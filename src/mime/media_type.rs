//! RFC 2045 media types, e.g. `text/html; charset=iso-8859-1`.
//!
//! A media type is a lower-cased `type/subtype` (or a bare token) followed by `; name=value`
//! parameters. Values are either a token or a quoted string. RFC 2231 extended parameters
//! (`name*=utf-8''caf%C3%A9`) and continuations (`name*0=...; name*1=...`) are decoded while
//! parsing, and values that cannot be written as a token or quoted string are written in the
//! extended form when formatting.
//!
//! ```
//! use std::collections::BTreeMap;
//! use whois_mime::mime::{format_media_type, parse_media_type};
//!
//! let media_type = parse_media_type("Text/HTML; Charset=\"ISO-8859-1\"").unwrap();
//! assert_eq!(media_type.essence(), "text/html");
//! assert_eq!(media_type.param("charset"), Some("ISO-8859-1"));
//!
//! let params = BTreeMap::from([("charset".to_owned(), "utf-8".to_owned())]);
//! assert_eq!(
//!     format_media_type("text/plain", &params).as_deref(),
//!     Some("text/plain; charset=utf-8")
//! );
//! ```

use std::{collections::BTreeMap, fmt, fmt::Write as _, str::FromStr};

use nom::{
    branch::alt,
    bytes::complete::{take_while, take_while1},
    character::complete::char,
    combinator::{all_consuming, map, opt},
    error::{Error, ErrorKind},
    sequence::{delimited, pair, preceded, separated_pair, tuple},
    IResult,
};
use thiserror::Error;

#[derive(Debug, Clone, PartialEq, Eq)]
pub struct MediaType {
    essence: String,
    params: BTreeMap<String, String>,
}

#[derive(Debug, Error, PartialEq, Eq)]
pub enum MediaTypeError {
    #[error("The media type {0:?} is not a token or a type/subtype pair of tokens")]
    InvalidType(String),
    #[error("The media type parameters are malformed starting at {0:?}")]
    InvalidParameter(String),
    #[error("The media type specified the parameter {0:?} more than once")]
    DuplicateParameter(String),
}

impl MediaType {
    /// The lower-cased `type/subtype` without any parameters.
    pub fn essence(&self) -> &str {
        &self.essence
    }

    /// Parameter lookup, `name` must be lower-case.
    pub fn param(&self, name: &str) -> Option<&str> {
        self.params.get(name).map(String::as_str)
    }

    pub fn params(&self) -> &BTreeMap<String, String> {
        &self.params
    }

    pub fn charset(&self) -> Option<&str> {
        self.param("charset")
    }
}

impl FromStr for MediaType {
    type Err = MediaTypeError;

    fn from_str(s: &str) -> Result<Self, Self::Err> {
        parse_media_type(s)
    }
}

impl fmt::Display for MediaType {
    fn fmt(&self, f: &mut fmt::Formatter<'_>) -> fmt::Result {
        let formatted = format_media_type(&self.essence, &self.params).ok_or(fmt::Error)?;
        f.write_str(&formatted)
    }
}

pub(crate) const fn is_tspecial(c: char) -> bool {
    matches!(
        c,
        '(' | ')' | '<' | '>' | '@' | ',' | ';' | ':' | '\\' | '"' | '/' | '[' | ']' | '?' | '='
    )
}

pub(crate) const fn is_token_char(c: char) -> bool {
    c.is_ascii() && c > ' ' && c != '\x7f' && !is_tspecial(c)
}

pub(crate) fn is_token(s: &str) -> bool {
    !s.is_empty() && s.chars().all(is_token_char)
}

fn token(input: &str) -> IResult<&str, &str> {
    take_while1(is_token_char)(input)
}

fn whitespace(input: &str) -> IResult<&str, &str> {
    take_while(char::is_whitespace)(input)
}

fn quoted_string(input: &str) -> IResult<&str, String> {
    let fail = || nom::Err::Error(Error::new(input, ErrorKind::Char));
    let Some(rest) = input.strip_prefix('"') else {
        return Err(fail());
    };

    let mut value = String::new();
    let mut chars = rest.char_indices();
    while let Some((idx, c)) = chars.next() {
        match c {
            '"' => return Ok((&rest[idx + 1..], value)),
            '\\' => match chars.next() {
                Some((_, escaped)) => value.push(escaped),
                None => break,
            },
            '\r' | '\n' => break,
            c => value.push(c),
        }
    }
    Err(fail())
}

fn value(input: &str) -> IResult<&str, String> {
    alt((map(token, str::to_owned), quoted_string))(input)
}

/// `; name = value` with the name lower-cased.
fn parameter(input: &str) -> IResult<&str, (String, String)> {
    preceded(
        tuple((whitespace, char(';'), whitespace)),
        separated_pair(
            map(token, str::to_ascii_lowercase),
            delimited(whitespace, char('='), whitespace),
            value,
        ),
    )(input)
}

fn essence(input: &str) -> IResult<&str, (&str, Option<&str>)> {
    all_consuming(pair(token, opt(preceded(char('/'), token))))(input)
}

/// Parses a media type and its parameters. Parameter names are lower-cased, values are kept
/// as written. A trailing `;` is tolerated, a parameter given twice with different values is
/// not.
pub fn parse_media_type(input: &str) -> Result<MediaType, MediaTypeError> {
    let (base, mut rest) = input.split_at(input.find(';').unwrap_or(input.len()));

    let base = base.trim().to_ascii_lowercase();
    if essence(&base).is_err() {
        return Err(MediaTypeError::InvalidType(base));
    }

    let mut params = BTreeMap::new();
    // Base name -> raw `name*...` pieces of RFC 2231 parameters.
    let mut extended: BTreeMap<String, BTreeMap<String, String>> = BTreeMap::new();

    loop {
        rest = rest.trim_start();
        if rest.is_empty() {
            break;
        }
        let (remaining, (name, value)) = match parameter(rest) {
            Ok(parsed) => parsed,
            Err(_) if rest.trim() == ";" => break,
            Err(_) => return Err(MediaTypeError::InvalidParameter(rest.to_owned())),
        };

        let pieces = match name.split_once('*') {
            Some((base_name, _)) => extended.entry(base_name.to_owned()).or_default(),
            None => &mut params,
        };
        if pieces.get(&name).is_some_and(|existing| *existing != value) {
            return Err(MediaTypeError::DuplicateParameter(name));
        }
        pieces.insert(name, value);
        rest = remaining;
    }

    for (name, pieces) in extended {
        if let Some(value) = pieces.get(&format!("{name}*")) {
            if let Some(decoded) = decode_extended(value) {
                params.insert(name, decoded);
            }
            continue;
        }

        let mut joined = String::new();
        let mut valid = false;
        for n in 0.. {
            let simple = format!("{name}*{n}");
            if let Some(value) = pieces.get(&simple) {
                valid = true;
                joined.push_str(value);
                continue;
            }
            let Some(value) = pieces.get(&format!("{simple}*")) else {
                break;
            };
            valid = true;
            let decoded = if n == 0 {
                decode_extended(value)
            } else {
                percent_decode(value)
            };
            if let Some(decoded) = decoded {
                joined.push_str(&decoded);
            }
        }
        if valid {
            params.insert(name, joined);
        }
    }

    Ok(MediaType {
        essence: base,
        params,
    })
}

/// Decodes `charset'language'percent-encoded` values. Only UTF-8 and US-ASCII are supported.
fn decode_extended(value: &str) -> Option<String> {
    let mut parts = value.splitn(3, '\'');
    let (Some(charset), Some(_language), Some(encoded)) = (parts.next(), parts.next(), parts.next())
    else {
        return None;
    };
    match charset.to_ascii_lowercase().as_str() {
        "us-ascii" | "utf-8" => percent_decode(encoded),
        _ => None,
    }
}

fn percent_decode(value: &str) -> Option<String> {
    let bytes = value.as_bytes();
    let mut out = Vec::with_capacity(bytes.len());
    let mut cursor = 0;
    while cursor < bytes.len() {
        match bytes[cursor] {
            b'%' => {
                let hex = bytes.get(cursor + 1..cursor + 3)?;
                let hex = std::str::from_utf8(hex).ok()?;
                out.push(u8::from_str_radix(hex, 16).ok()?);
                cursor += 3;
            }
            b => {
                out.push(b);
                cursor += 1;
            }
        }
    }
    String::from_utf8(out).ok()
}

fn needs_encoding(value: &str) -> bool {
    value.bytes().any(|b| (b < b' ' || b > b'~') && b != b'\t')
}

/// Formats a media type with parameters in name order. Returns `None` when the type or a
/// parameter name is not a token.
///
/// Empty values are not tokens and come out quoted, so `charset` set to `""` formats as
/// `charset=""`.
pub fn format_media_type(media_type: &str, params: &BTreeMap<String, String>) -> Option<String> {
    let mut out = String::new();
    match media_type.split_once('/') {
        None if is_token(media_type) => out.push_str(&media_type.to_ascii_lowercase()),
        Some((major, sub)) if is_token(major) && is_token(sub) => {
            out.push_str(&major.to_ascii_lowercase());
            out.push('/');
            out.push_str(&sub.to_ascii_lowercase());
        }
        _ => return None,
    }

    for (name, value) in params {
        if !is_token(name) {
            return None;
        }
        out.push_str("; ");
        out.push_str(&name.to_ascii_lowercase());

        if needs_encoding(value) {
            out.push_str("*=utf-8''");
            for b in value.bytes() {
                if b <= b' ' || b >= 0x7f || b == b'*' || b == b'\'' || b == b'%' || is_tspecial(b as char) {
                    let _ = write!(out, "%{b:02X}");
                } else {
                    out.push(b as char);
                }
            }
        } else if is_token(value) {
            out.push('=');
            out.push_str(value);
        } else {
            out.push_str("=\"");
            for c in value.chars() {
                if c == '"' || c == '\\' {
                    out.push('\\');
                }
                out.push(c);
            }
            out.push('"');
        }
    }
    Some(out)
}
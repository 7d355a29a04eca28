/// Builds a static table of sniffing `Signature`s. Entries are tried in the
/// order they are written, so more specific patterns have to come first.
///
/// - `html(pattern)`: case-insensitive tag after leading whitespace, followed by ` ` or `>`.
/// - `exact(pattern)`: literal prefix.
/// - `masked(mask, pattern)`: prefix compared after `AND`-ing the data with `mask`.
/// - `masked_ws(mask, pattern)`: as `masked`, after skipping leading whitespace.
/// - `mp4()`: ISO base media `ftyp` box with an `mp4` brand.
/// - `text()`: no binary control bytes.
macro_rules! define_signatures {
    (@matcher html($pat:literal)) => { Matcher::Html($pat) };
    (@matcher exact($pat:literal)) => { Matcher::Exact($pat) };
    (@matcher masked($mask:literal, $pat:literal)) => {
        Matcher::Masked { mask: $mask, pat: $pat, skip_ws: false }
    };
    (@matcher masked_ws($mask:literal, $pat:literal)) => {
        Matcher::Masked { mask: $mask, pat: $pat, skip_ws: true }
    };
    (@matcher mp4()) => { Matcher::Mp4 };
    (@matcher text()) => { Matcher::Text };
    {$vis:vis static $name:ident = [$($kind:ident $args:tt => $content_type:literal),* $(,)?];} => {
        $vis static $name: &[Signature] = &[
            $(Signature {
                matcher: define_signatures!(@matcher $kind $args),
                content_type: $content_type,
            },)*
        ];
    };
}

pub(super) use define_signatures;
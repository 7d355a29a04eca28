//! WHOIS response records: what was asked, of whom and when, what came back, and what the
//! payload turned out to be. A record serializes to a MIME-style framing that can be stored
//! and read back.

pub mod charset;
pub mod mime;
mod response;

pub use self::response::{ReadMimeError, Response};
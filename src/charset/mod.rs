//! Character set detection for response bodies.
//!
//! Two independent detectors look at a body:
//!
//! - a [`MarkupDetector`] reads explicit signals: a byte order mark, a charset declared by the
//!   transport, or an HTML `<meta>` declaration. It reports whether its answer is certain.
//! - a [`StatisticalDetector`] scores the byte distribution against known encodings and
//!   returns ranked candidates with a 0-100 confidence.
//!
//! [`CharsetDetector`] reconciles the two. If the statistical detector is not confident and
//! the markup detector is, or the body is treated as HTML, the markup answer wins. Every
//! other case takes the statistical answer.

mod markup;
mod statistical;

use std::collections::BTreeMap;

pub use self::markup::MetaDetector;
pub use self::statistical::ChardetDetector;

use crate::mime::format_media_type;

/// Confidence a statistical candidate must exceed to be trusted over markup.
pub const CONFIDENCE_THRESHOLD: u8 = 50;

#[derive(Debug, Clone, PartialEq, Eq)]
pub struct MarkupGuess {
    /// Lower-cased encoding name, empty when nothing was found.
    pub charset: String,
    pub confident: bool,
}

#[derive(Debug, Clone, PartialEq, Eq)]
pub struct Candidate {
    pub charset: String,
    /// 0 to 100.
    pub confidence: u8,
}

pub trait MarkupDetector {
    /// `content_type` is a media type, possibly carrying a declared `charset` parameter.
    fn detect(&self, body: &[u8], content_type: &str) -> MarkupGuess;
}

pub trait StatisticalDetector {
    /// Candidates ordered by descending confidence. `html` asks the detector to ignore markup.
    fn detect_all(&self, body: &[u8], html: bool) -> Vec<Candidate>;
}

/// When the statistical detector is run in HTML mode, which also makes the reconciliation
/// lean towards the markup detector.
#[derive(Debug, Clone, Copy, Default, PartialEq, Eq)]
pub enum HtmlMode {
    /// Only media types containing `html`.
    #[default]
    MediaType,
    /// Every body, whatever its media type.
    Always,
}

impl HtmlMode {
    pub fn is_html(self, media_type: &str) -> bool {
        match self {
            HtmlMode::MediaType => media_type.contains("html"),
            HtmlMode::Always => true,
        }
    }
}

#[derive(Debug, Clone)]
pub struct CharsetDetector<M = MetaDetector, S = ChardetDetector> {
    markup: M,
    statistical: S,
    html_mode: HtmlMode,
}

impl Default for CharsetDetector {
    fn default() -> Self {
        Self::new(MetaDetector, ChardetDetector)
    }
}

impl<M: MarkupDetector, S: StatisticalDetector> CharsetDetector<M, S> {
    pub fn new(markup: M, statistical: S) -> Self {
        Self {
            markup,
            statistical,
            html_mode: HtmlMode::default(),
        }
    }

    pub fn with_html_mode(mut self, html_mode: HtmlMode) -> Self {
        self.html_mode = html_mode;
        self
    }

    pub fn html_mode(&self) -> HtmlMode {
        self.html_mode
    }

    /// Returns the lower-cased charset for `body`, or an empty string when neither detector
    /// produced one. `declared` is the charset the transport claimed, if any, and is handed
    /// to the markup detector.
    pub fn detect(&self, body: &[u8], media_type: &str, declared: &str) -> String {
        let content_type = if declared.is_empty() {
            media_type.to_owned()
        } else {
            let params = BTreeMap::from([("charset".to_owned(), declared.to_owned())]);
            format_media_type(media_type, &params).unwrap_or_else(|| media_type.to_owned())
        };
        let markup = self.markup.detect(body, &content_type);

        let html = self.html_mode.is_html(media_type);
        let (statistical, statistical_confident, confidence) =
            match self.statistical.detect_all(body, html).into_iter().next() {
                Some(top) => (
                    top.charset.to_lowercase(),
                    top.confidence > CONFIDENCE_THRESHOLD,
                    top.confidence,
                ),
                None => (String::new(), false, 0),
            };

        let charset = if !statistical_confident && (markup.confident || html) {
            markup.charset.to_lowercase()
        } else {
            statistical.clone()
        };
        tracing::debug!(
            media_type,
            declared,
            markup = %markup.charset,
            markup_confident = markup.confident,
            statistical = %statistical,
            confidence,
            html,
            charset = %charset,
            "detected charset"
        );
        charset
    }
}


#[cfg(test)]
mod tests {
    use super::stubs::*;
    use super::*;

    fn detect(markup: (&'static str, bool), statistical: &'static [(&'static str, u8)], media_type: &str) -> String {
        CharsetDetector::new(FixedMarkup(markup.0, markup.1), FixedStatistics(statistical))
            .detect(b"body", media_type, "")
    }

    #[test]
    fn confident_statistics_win() {
        assert_eq!(detect(("utf-8", true), &[("ISO-8859-1", 90)], "text/html"), "iso-8859-1");
        assert_eq!(detect(("utf-8", true), &[("ISO-8859-1", 51)], "text/plain"), "iso-8859-1");
    }

    #[test]
    fn threshold_is_exclusive() {
        assert_eq!(detect(("utf-8", true), &[("ISO-8859-1", 50)], "text/plain"), "utf-8");
    }

    #[test]
    fn confident_markup_beats_unsure_statistics() {
        assert_eq!(detect(("windows-1252", true), &[("UTF-8", 10)], "text/plain"), "windows-1252");
    }

    #[test]
    fn html_prefers_markup_when_statistics_are_unsure() {
        assert_eq!(detect(("shift_jis", false), &[("utf-8", 30)], "text/html"), "shift_jis");
    }

    #[test]
    fn plain_text_prefers_statistics_when_nobody_is_sure() {
        assert_eq!(detect(("windows-1252", false), &[("UTF-8", 30)], "text/plain"), "utf-8");
    }

    #[test]
    fn only_the_top_candidate_counts() {
        assert_eq!(
            detect(("windows-1252", false), &[("utf-8", 40), ("iso-8859-1", 99)], "text/plain"),
            "utf-8"
        );
    }

    #[test]
    fn no_candidates_falls_back_to_markup() {
        assert_eq!(detect(("utf-8", false), &[], "text/html"), "utf-8");
        assert_eq!(detect(("", false), &[], "text/html"), "");
        assert_eq!(detect(("windows-1252", true), &[], "text/plain"), "windows-1252");
    }

    #[test]
    fn no_candidates_and_unsure_markup_on_plain_text_is_empty() {
        assert_eq!(detect(("windows-1252", false), &[], "text/plain"), "");
    }

    #[test]
    fn always_html_mode_leans_on_markup() {
        let detector = CharsetDetector::new(
            FixedMarkup("windows-1252", false),
            FixedStatistics(&[("utf-8", 30)]),
        )
        .with_html_mode(HtmlMode::Always);
        assert_eq!(detector.html_mode(), HtmlMode::Always);
        assert_eq!(detector.detect(b"body", "text/plain", ""), "windows-1252");
    }

    #[test]
    fn declared_charset_reaches_markup_detector() {
        let detector = CharsetDetector::new(EchoMarkup, FixedStatistics(&[]));
        assert_eq!(
            detector.detect(b"body", "text/html", "ISO-8859-1"),
            "text/html; charset=iso-8859-1"
        );
        assert_eq!(detector.detect(b"body", "text/html", ""), "text/html");
    }

    #[test]
    fn html_mode_follows_media_type_by_default() {
        assert!(HtmlMode::default().is_html("text/html"));
        assert!(HtmlMode::default().is_html("application/xhtml+xml"));
        assert!(!HtmlMode::default().is_html("text/plain"));
        assert!(HtmlMode::Always.is_html("text/plain"));
    }
}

▶ _Task directions_
Please output exactly the lines between the one holding "mod statistical;" and the one holding "media type, possibly" in the records above, inclusive, and nothing more.

▶ _Solution to the exercise_
mod statistical;

use std::collections::BTreeMap;

pub use self::markup::MetaDetector;
pub use self::statistical::ChardetDetector;

use crate::mime::format_media_type;

/// Confidence a statistical candidate must exceed to be trusted over markup.
pub const CONFIDENCE_THRESHOLD: u8 = 50;

#[derive(Debug, Clone, PartialEq, Eq)]
pub struct MarkupGuess {
    /// Lower-cased encoding name, empty when nothing was found.
    pub charset: String,
    pub confident: bool,
}

#[derive(Debug, Clone, PartialEq, Eq)]
pub struct Candidate {
    pub charset: String,
    /// 0 to 100.
    pub confidence: u8,
}

pub trait MarkupDetector {
    /// `content_type` is a media type, possibly carrying a declared `charset` parameter.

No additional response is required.